Collected data entries:

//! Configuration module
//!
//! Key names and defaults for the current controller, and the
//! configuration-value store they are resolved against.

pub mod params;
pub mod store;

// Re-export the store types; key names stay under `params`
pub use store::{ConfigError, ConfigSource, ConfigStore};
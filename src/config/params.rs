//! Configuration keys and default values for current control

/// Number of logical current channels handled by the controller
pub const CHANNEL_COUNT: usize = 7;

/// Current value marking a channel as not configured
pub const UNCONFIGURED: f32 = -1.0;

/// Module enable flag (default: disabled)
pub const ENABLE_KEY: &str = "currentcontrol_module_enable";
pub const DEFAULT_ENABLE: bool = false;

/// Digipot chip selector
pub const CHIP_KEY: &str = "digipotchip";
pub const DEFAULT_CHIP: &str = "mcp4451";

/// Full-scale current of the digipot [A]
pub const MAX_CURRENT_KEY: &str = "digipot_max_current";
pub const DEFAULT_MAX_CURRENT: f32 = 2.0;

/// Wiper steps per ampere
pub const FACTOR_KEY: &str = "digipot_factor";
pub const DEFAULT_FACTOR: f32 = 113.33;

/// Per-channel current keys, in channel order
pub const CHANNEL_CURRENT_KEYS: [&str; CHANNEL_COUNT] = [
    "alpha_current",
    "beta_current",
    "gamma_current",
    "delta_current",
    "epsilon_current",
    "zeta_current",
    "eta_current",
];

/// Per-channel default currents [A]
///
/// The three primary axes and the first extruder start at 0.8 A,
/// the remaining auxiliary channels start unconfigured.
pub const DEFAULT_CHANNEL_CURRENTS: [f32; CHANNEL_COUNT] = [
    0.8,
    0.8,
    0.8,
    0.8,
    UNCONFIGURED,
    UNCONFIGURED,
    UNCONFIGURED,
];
---
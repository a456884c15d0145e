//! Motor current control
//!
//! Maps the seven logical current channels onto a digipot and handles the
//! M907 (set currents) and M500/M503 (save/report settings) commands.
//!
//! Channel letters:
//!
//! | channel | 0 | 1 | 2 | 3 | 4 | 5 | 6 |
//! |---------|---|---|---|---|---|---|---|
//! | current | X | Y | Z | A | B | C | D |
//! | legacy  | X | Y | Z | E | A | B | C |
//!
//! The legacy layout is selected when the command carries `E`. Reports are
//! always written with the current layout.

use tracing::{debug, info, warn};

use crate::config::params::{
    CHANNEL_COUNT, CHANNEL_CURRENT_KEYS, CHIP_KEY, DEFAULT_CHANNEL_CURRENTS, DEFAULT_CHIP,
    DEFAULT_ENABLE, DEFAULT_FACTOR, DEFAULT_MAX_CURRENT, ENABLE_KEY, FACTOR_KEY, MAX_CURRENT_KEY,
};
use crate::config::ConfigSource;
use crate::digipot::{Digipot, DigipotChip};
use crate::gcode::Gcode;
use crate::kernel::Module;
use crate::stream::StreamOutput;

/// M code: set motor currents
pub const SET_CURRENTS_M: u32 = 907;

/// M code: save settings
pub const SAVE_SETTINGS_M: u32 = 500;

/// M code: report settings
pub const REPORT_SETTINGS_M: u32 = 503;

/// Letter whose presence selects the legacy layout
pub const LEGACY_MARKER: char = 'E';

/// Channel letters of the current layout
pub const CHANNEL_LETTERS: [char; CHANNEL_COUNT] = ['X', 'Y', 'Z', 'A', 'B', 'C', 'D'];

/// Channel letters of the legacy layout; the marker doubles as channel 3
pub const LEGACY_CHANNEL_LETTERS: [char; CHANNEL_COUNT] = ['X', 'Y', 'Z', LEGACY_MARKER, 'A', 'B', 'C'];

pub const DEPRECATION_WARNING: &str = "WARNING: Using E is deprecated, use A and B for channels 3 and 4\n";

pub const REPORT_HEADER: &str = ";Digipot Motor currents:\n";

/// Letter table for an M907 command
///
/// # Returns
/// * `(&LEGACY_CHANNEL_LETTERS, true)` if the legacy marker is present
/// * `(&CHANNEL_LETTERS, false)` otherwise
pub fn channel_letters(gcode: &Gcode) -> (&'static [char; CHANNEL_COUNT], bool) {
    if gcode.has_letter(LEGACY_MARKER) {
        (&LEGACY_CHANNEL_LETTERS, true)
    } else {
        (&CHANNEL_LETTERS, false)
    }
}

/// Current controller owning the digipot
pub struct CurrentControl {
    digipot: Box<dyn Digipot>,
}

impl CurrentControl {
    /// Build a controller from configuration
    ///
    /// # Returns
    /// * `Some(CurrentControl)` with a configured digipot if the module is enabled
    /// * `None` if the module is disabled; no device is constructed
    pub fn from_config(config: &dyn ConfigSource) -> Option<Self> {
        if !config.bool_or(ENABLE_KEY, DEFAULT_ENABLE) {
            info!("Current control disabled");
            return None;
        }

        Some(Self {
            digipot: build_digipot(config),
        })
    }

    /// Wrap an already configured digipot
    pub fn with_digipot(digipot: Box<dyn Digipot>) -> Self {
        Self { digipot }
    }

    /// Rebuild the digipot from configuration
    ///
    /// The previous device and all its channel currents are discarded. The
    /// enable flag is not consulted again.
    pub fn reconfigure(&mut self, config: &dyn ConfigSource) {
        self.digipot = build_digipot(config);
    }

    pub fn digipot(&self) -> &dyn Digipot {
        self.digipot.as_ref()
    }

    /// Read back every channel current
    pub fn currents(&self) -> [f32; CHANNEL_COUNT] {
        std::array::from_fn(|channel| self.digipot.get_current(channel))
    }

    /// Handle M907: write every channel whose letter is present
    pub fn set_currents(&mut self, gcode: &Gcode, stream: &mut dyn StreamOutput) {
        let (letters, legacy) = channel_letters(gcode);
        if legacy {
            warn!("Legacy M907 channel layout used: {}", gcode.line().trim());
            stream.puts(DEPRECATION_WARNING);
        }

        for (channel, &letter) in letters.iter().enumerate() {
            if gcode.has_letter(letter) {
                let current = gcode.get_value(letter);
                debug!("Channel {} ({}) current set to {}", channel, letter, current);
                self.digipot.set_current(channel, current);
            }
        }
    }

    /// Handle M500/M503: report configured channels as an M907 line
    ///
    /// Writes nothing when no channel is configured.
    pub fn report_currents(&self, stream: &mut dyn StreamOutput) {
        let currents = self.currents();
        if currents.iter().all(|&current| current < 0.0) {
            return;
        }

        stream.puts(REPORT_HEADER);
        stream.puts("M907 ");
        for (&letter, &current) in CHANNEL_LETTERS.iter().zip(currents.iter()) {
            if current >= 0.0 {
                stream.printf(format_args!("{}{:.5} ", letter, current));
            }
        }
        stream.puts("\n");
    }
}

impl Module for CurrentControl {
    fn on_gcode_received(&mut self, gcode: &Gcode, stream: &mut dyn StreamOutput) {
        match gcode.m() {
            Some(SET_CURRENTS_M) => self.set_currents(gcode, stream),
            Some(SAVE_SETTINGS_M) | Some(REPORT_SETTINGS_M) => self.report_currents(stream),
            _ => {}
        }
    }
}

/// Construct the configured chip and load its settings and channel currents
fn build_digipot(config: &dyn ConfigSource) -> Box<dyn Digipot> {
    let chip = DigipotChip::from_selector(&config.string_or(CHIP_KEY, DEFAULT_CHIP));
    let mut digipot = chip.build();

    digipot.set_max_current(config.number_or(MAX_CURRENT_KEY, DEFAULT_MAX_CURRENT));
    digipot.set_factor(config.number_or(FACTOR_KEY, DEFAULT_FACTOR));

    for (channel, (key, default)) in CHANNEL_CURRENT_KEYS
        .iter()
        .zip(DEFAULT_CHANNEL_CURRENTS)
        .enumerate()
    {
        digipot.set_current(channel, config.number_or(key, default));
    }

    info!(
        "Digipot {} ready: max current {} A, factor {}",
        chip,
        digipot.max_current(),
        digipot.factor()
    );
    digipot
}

Task brief: For each line above that contains "ConfigSource", make a copy.

Solution for this exercise:
pub use store::{ConfigError, ConfigSource, ConfigStore};
use crate::config::ConfigSource;
    pub fn from_config(config: &dyn ConfigSource) -> Option<Self> {
    pub fn reconfigure(&mut self, config: &dyn ConfigSource) {
fn build_digipot(config: &dyn ConfigSource) -> Box<dyn Digipot> {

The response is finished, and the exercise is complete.